Ce dilemme pousse de nombreux agriculteurs à réorienter leurs investissements vers l'arachide, au détriment du coton. Cette situation complique encore les efforts visant à augmenter la superficie cultivée en coton. Pour inverser cette tendance, il est impératif de renforcer les incitations financières et de garantir une rentabilité stable pour les producteurs de coton. Cela pourrait inclure des subventions à la production, un accès facilité aux intrants agricoles et des mécanismes de financement adaptés pour les petits exploitants.

Les retombées économiques de l’essor cotonnier

L'essor de la production cotonnière sénégalaise pourrait avoir des conséquences économiques considérables. En 2024, le pays a exporté seulement 5 612 tonnes de coton, générant des recettes de 6,6 milliards de francs CFA (soit environ 11,3 millions de dollars). Ces chiffres, bien que modestes, montrent un potentiel de développement pour la filière cotonnière, notamment en matière d’exportation.
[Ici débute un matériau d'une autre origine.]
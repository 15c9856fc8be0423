use graph_builder::prelude::{Idx, UndirectedCsrGraph};
use graph_compute::prelude::{TerminationFlag, Wcc, WccConfig};
use log::info;

use crate::loading::{with_graph, GraphRunner};
use crate::{AppError, CommonArgs};

pub(crate) fn wcc(args: CommonArgs, config: WccConfig) -> Result<(), AppError> {
    let pool = args.thread_pool()?;
    with_graph(
        &args,
        WccRunner {
            args: &args,
            config,
            pool,
        },
    )
}

struct WccRunner<'a> {
    args: &'a CommonArgs,
    config: WccConfig,
    pool: rayon::ThreadPool,
}

impl GraphRunner for WccRunner<'_> {
    fn run<NI: Idx>(self, graph: &UndirectedCsrGraph<NI>) -> Result<(), AppError> {
        let wcc = Wcc::new(graph, self.config)?;
        let flag = TerminationFlag::running_true();

        let last = crate::time(self.args.runs, self.args.warmup_runs, || {
            wcc.compute(&self.pool, &flag)
        });

        if let Some(outcome) = last {
            let dss = outcome.into_result()?;
            let sizes = dss.component_sizes();
            let largest = sizes.values().copied().max().unwrap_or_default();
            info!(
                "Found {} components, the largest has {} nodes",
                sizes.len(),
                largest
            );
        }

        Ok(())
    }
}
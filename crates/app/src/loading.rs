use std::path::PathBuf;

use graph_builder::prelude::*;
use log::info;

use crate::{AppError, CommonArgs, FileFormat};

/// Loads the graph described by `args` and hands it to `run`.
///
/// The node id type and the input format are resolved at runtime, so
/// `run` has to be generic over the loaded graph.
pub(crate) fn with_graph<R>(args: &CommonArgs, run: R) -> Result<(), AppError>
where
    R: GraphRunner,
{
    info!(
        "Reading graph ({} bit) from: {:?}",
        if args.use_32_bit { "32" } else { "64" },
        args.path
    );

    let layout = if args.deduplicate {
        CsrLayout::Deduplicated
    } else {
        CsrLayout::Sorted
    };

    match (args.use_32_bit, args.format) {
        (true, FileFormat::EdgeList) => {
            run.run(&load::<u32, _>(args.path.clone(), EdgeListInput::default(), layout)?)
        }
        (true, FileFormat::Graph500) => {
            run.run(&load::<u32, _>(args.path.clone(), Graph500Input::default(), layout)?)
        }
        (false, FileFormat::EdgeList) => {
            run.run(&load::<usize, _>(args.path.clone(), EdgeListInput::default(), layout)?)
        }
        (false, FileFormat::Graph500) => {
            run.run(&load::<usize, _>(args.path.clone(), Graph500Input::default(), layout)?)
        }
    }
}

pub(crate) trait GraphRunner {
    fn run<NI: Idx>(self, graph: &UndirectedCsrGraph<NI>) -> Result<(), AppError>;
}

fn load<NI, Format>(
    path: PathBuf,
    file_format: Format,
    layout: CsrLayout,
) -> Result<UndirectedCsrGraph<NI>, AppError>
where
    NI: Idx,
    Format: InputCapabilities<NI>,
    Format::GraphInput: TryFrom<InputPath<PathBuf>>,
    UndirectedCsrGraph<NI>: TryFrom<(Format::GraphInput, CsrLayout)>,
    Error: From<<Format::GraphInput as TryFrom<InputPath<PathBuf>>>::Error>,
    Error: From<<UndirectedCsrGraph<NI> as TryFrom<(Format::GraphInput, CsrLayout)>>::Error>,
{
    let graph: UndirectedCsrGraph<NI> = GraphBuilder::new()
        .csr_layout(layout)
        .file_format(file_format)
        .path(path)
        .build()?;

    info!(
        "Loaded graph with {} nodes and {} relationships",
        graph.node_count().index(),
        graph.edge_count().index()
    );

    Ok(graph)
}
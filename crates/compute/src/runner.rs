use std::{
    fmt::Debug,
    sync::{
        atomic::{AtomicBool, Ordering},
        Arc,
    },
};

use rayon::ThreadPool;

/// A unit of work that processes one partition of the node space.
///
/// Tasks are stateful and are handed back to the caller after a run, so they
/// can carry per-partition results (e.g. whether anything changed) and be
/// reused in the next iteration without re-allocation.
pub trait Task: Send {
    /// Processes the task's partition.
    ///
    /// Implementations are expected to poll `termination_flag` at least once
    /// per node and return early once it is raised.
    fn run(&mut self, termination_flag: &TerminationFlag);
}

/// A cheap-to-clone poll that tells running computations whether to continue.
#[derive(Clone)]
pub struct TerminationFlag(Arc<dyn Fn() -> bool + Send + Sync>);

impl TerminationFlag {
    /// A flag that is never raised.
    pub fn running_true() -> Self {
        Self(Arc::new(|| true))
    }

    /// A flag backed by a function that returns `true` as long as the
    /// computation should continue.
    ///
    /// # Examples
    ///
    /// ```
    /// use std::time::{Duration, Instant};
    /// use graph_compute::prelude::*;
    ///
    /// let deadline = Instant::now() + Duration::from_secs(60);
    /// let flag = TerminationFlag::from_fn(move || Instant::now() < deadline);
    /// assert!(flag.running());
    /// ```
    pub fn from_fn<F>(running: F) -> Self
    where
        F: Fn() -> bool + Send + Sync + 'static,
    {
        Self(Arc::new(running))
    }

    /// A flag that is raised as soon as `terminate` is set to `true`.
    ///
    /// # Examples
    ///
    /// ```
    /// use std::sync::{atomic::{AtomicBool, Ordering}, Arc};
    /// use graph_compute::prelude::*;
    ///
    /// let terminate = Arc::new(AtomicBool::new(false));
    /// let flag = TerminationFlag::from_atomic(Arc::clone(&terminate));
    /// assert!(flag.running());
    ///
    /// terminate.store(true, Ordering::SeqCst);
    /// assert!(flag.terminated());
    /// ```
    pub fn from_atomic(terminate: Arc<AtomicBool>) -> Self {
        Self(Arc::new(move || !terminate.load(Ordering::Relaxed)))
    }

    pub fn running(&self) -> bool {
        (self.0)()
    }

    pub fn terminated(&self) -> bool {
        !self.running()
    }
}

impl Default for TerminationFlag {
    fn default() -> Self {
        Self::running_true()
    }
}

impl Debug for TerminationFlag {
    fn fmt(&self, f: &mut std::fmt::Formatter<'_>) -> std::fmt::Result {
        f.debug_tuple("TerminationFlag")
            .field(&self.running())
            .finish()
    }
}

/// Reports how a call to [`run_with_concurrency`] ended.
#[must_use]
#[derive(Copy, Clone, Debug, PartialEq, Eq)]
pub enum RunStatus {
    Completed,
    Terminated,
}

impl RunStatus {
    pub fn is_terminated(&self) -> bool {
        *self == RunStatus::Terminated
    }
}

/// Runs every task in `tasks` on `pool` with at most `concurrency` tasks in
/// flight at the same time and blocks until all of them have finished.
///
/// Tasks are dealt round-robin to `concurrency` workers, so no lock guards
/// the dispatch. Workers check `termination_flag` before picking up the next
/// task. Once the flag is raised, unstarted tasks are skipped and running
/// tasks are expected to return at their next check. The tasks stay owned by
/// the caller and keep whatever state they accumulated.
pub fn run_with_concurrency<T: Task>(
    pool: &ThreadPool,
    concurrency: usize,
    tasks: &mut [T],
    termination_flag: &TerminationFlag,
) -> RunStatus {
    if termination_flag.terminated() {
        return RunStatus::Terminated;
    }

    let workers = usize::min(usize::max(concurrency, 1), tasks.len());
    let mut queues = (0..workers).map(|_| Vec::new()).collect::<Vec<_>>();
    for (index, task) in tasks.iter_mut().enumerate() {
        queues[index % workers].push(task);
    }

    pool.scope(|s| {
        for queue in queues {
            s.spawn(move |_| {
                for task in queue {
                    if termination_flag.terminated() {
                        break;
                    }
                    task.run(termination_flag);
                }
            });
        }
    });

    if termination_flag.terminated() {
        RunStatus::Terminated
    } else {
        RunStatus::Completed
    }
}

#[cfg(test)]
mod tests {
    use std::sync::atomic::AtomicUsize;

    use rayon::ThreadPoolBuilder;

    use super::*;

    struct CountingTask<'a> {
        runs: usize,
        in_flight: &'a AtomicUsize,
        max_in_flight: &'a AtomicUsize,
    }

    impl Task for CountingTask<'_> {
        fn run(&mut self, _: &TerminationFlag) {
            let current = self.in_flight.fetch_add(1, Ordering::SeqCst) + 1;
            self.max_in_flight.fetch_max(current, Ordering::SeqCst);
            std::thread::sleep(std::time::Duration::from_millis(2));
            self.runs += 1;
            self.in_flight.fetch_sub(1, Ordering::SeqCst);
        }
    }

    #[test]
    fn runs_every_task_and_keeps_state() {
        let pool = ThreadPoolBuilder::new().num_threads(4).build().unwrap();
        let in_flight = AtomicUsize::new(0);
        let max_in_flight = AtomicUsize::new(0);

        let mut tasks = (0..16)
            .map(|_| CountingTask {
                runs: 0,
                in_flight: &in_flight,
                max_in_flight: &max_in_flight,
            })
            .collect::<Vec<_>>();

        for _ in 0..2 {
            let status = run_with_concurrency(
                &pool,
                2,
                &mut tasks,
                &TerminationFlag::running_true(),
            );
            assert_eq!(status, RunStatus::Completed);
        }

        assert!(tasks.iter().all(|task| task.runs == 2));
        assert!(max_in_flight.load(Ordering::SeqCst) <= 2);
    }

    #[test]
    fn more_workers_than_tasks() {
        let pool = ThreadPoolBuilder::new().num_threads(4).build().unwrap();
        let in_flight = AtomicUsize::new(0);
        let max_in_flight = AtomicUsize::new(0);

        let mut tasks = (0..3)
            .map(|_| CountingTask {
                runs: 0,
                in_flight: &in_flight,
                max_in_flight: &max_in_flight,
            })
            .collect::<Vec<_>>();

        let status = run_with_concurrency(&pool, 8, &mut tasks, &TerminationFlag::running_true());

        assert_eq!(status, RunStatus::Completed);
        assert!(tasks.iter().all(|task| task.runs == 1));
        assert!(max_in_flight.load(Ordering::SeqCst) <= 3);
    }

    #[test]
    fn empty_task_list() {
        let pool = ThreadPoolBuilder::new().num_threads(2).build().unwrap();
        let mut tasks: Vec<CountingTask> = Vec::new();

        let status = run_with_concurrency(&pool, 4, &mut tasks, &TerminationFlag::default());
        assert_eq!(status, RunStatus::Completed);
    }

    #[test]
    fn terminated_before_start() {
        let pool = ThreadPoolBuilder::new().num_threads(2).build().unwrap();
        let in_flight = AtomicUsize::new(0);
        let max_in_flight = AtomicUsize::new(0);

        let mut tasks = (0..4)
            .map(|_| CountingTask {
                runs: 0,
                in_flight: &in_flight,
                max_in_flight: &max_in_flight,
            })
            .collect::<Vec<_>>();

        let status = run_with_concurrency(&pool, 2, &mut tasks, &TerminationFlag::from_fn(|| false));

        assert!(status.is_terminated());
        assert!(tasks.iter().all(|task| task.runs == 0));
    }

    struct TerminatingTask {
        terminate: Arc<AtomicBool>,
        ran: bool,
    }

    impl Task for TerminatingTask {
        fn run(&mut self, termination_flag: &TerminationFlag) {
            if termination_flag.running() {
                self.ran = true;
                self.terminate.store(true, Ordering::SeqCst);
            }
        }
    }

    #[test]
    fn skips_tasks_after_termination() {
        let pool = ThreadPoolBuilder::new().num_threads(1).build().unwrap();
        let terminate = Arc::new(AtomicBool::new(false));
        let flag = TerminationFlag::from_atomic(Arc::clone(&terminate));

        let mut tasks = (0..8)
            .map(|_| TerminatingTask {
                terminate: Arc::clone(&terminate),
                ran: false,
            })
            .collect::<Vec<_>>();

        let status = run_with_concurrency(&pool, 1, &mut tasks, &flag);

        assert_eq!(status, RunStatus::Terminated);
        assert_eq!(tasks.iter().filter(|task| task.ran).count(), 1);
    }
}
L'augmentation de la production permettrait non seulement de réduire la dépendance aux importations de coton, mais aussi de renforcer l'industrie locale et de diversifier les sources de revenus agricoles. Le coton pourrait jouer un rôle clé dans la création de emplois dans les zones rurales, aussi bien dans la culture que dans la transformation industrielle du coton en tissus et autres produits dérivés.

Vers une transformation locale du coton

Au-delà de l’augmentation de la production, un autre volet important du développement de la filière est la transformation locale du coton. Actuellement, une grande partie du coton produit au Sénégal est exportée sous forme brute. Toutefois, la valorisation locale du coton, notamment à travers la création d’usines de filature et de tissage, permettrait de générer de la valeur ajoutée et de création d’emplois.

Le développement de cette filière textile permettrait au Sénégal de diversifier son économie, de réduire les importations de textiles et de promouvoir le made-in-Sénégal à l’international. Plusieurs initiatives sont déjà en place pour encourager cette transformation, mais cela nécessite des investissements importants dans les infrastructures et une meilleure organisation du secteur.

Un potentiel considérable à exploiter

Le Sénégal a un potentiel considérable pour développer sa filière cotonnière. L’objectif de produire 25 000 tonnes d’ici 2026 est ambitieux, mais réalisable à condition de surmonter les défis climatiques, la concurrence avec l’arachide et les obstacles liés à la transformation locale. L’agriculture sénégalaise, et notamment la culture du coton, est à un tournant. Si les efforts se poursuivent en matière d’investissement dans les infrastructures, l’amélioration des pratiques agricoles et la réduction des risques liés au climat, le pays pourrait bien s'imposer comme un acteur majeur de la production cotonnière en Afrique de l'Ouest.

Avec des initiatives et des stratégies adaptées, le Sénégal pourrait devenir une référence dans la filière cotonnière, et faire du coton un pilier essentiel de son économie verte et durable.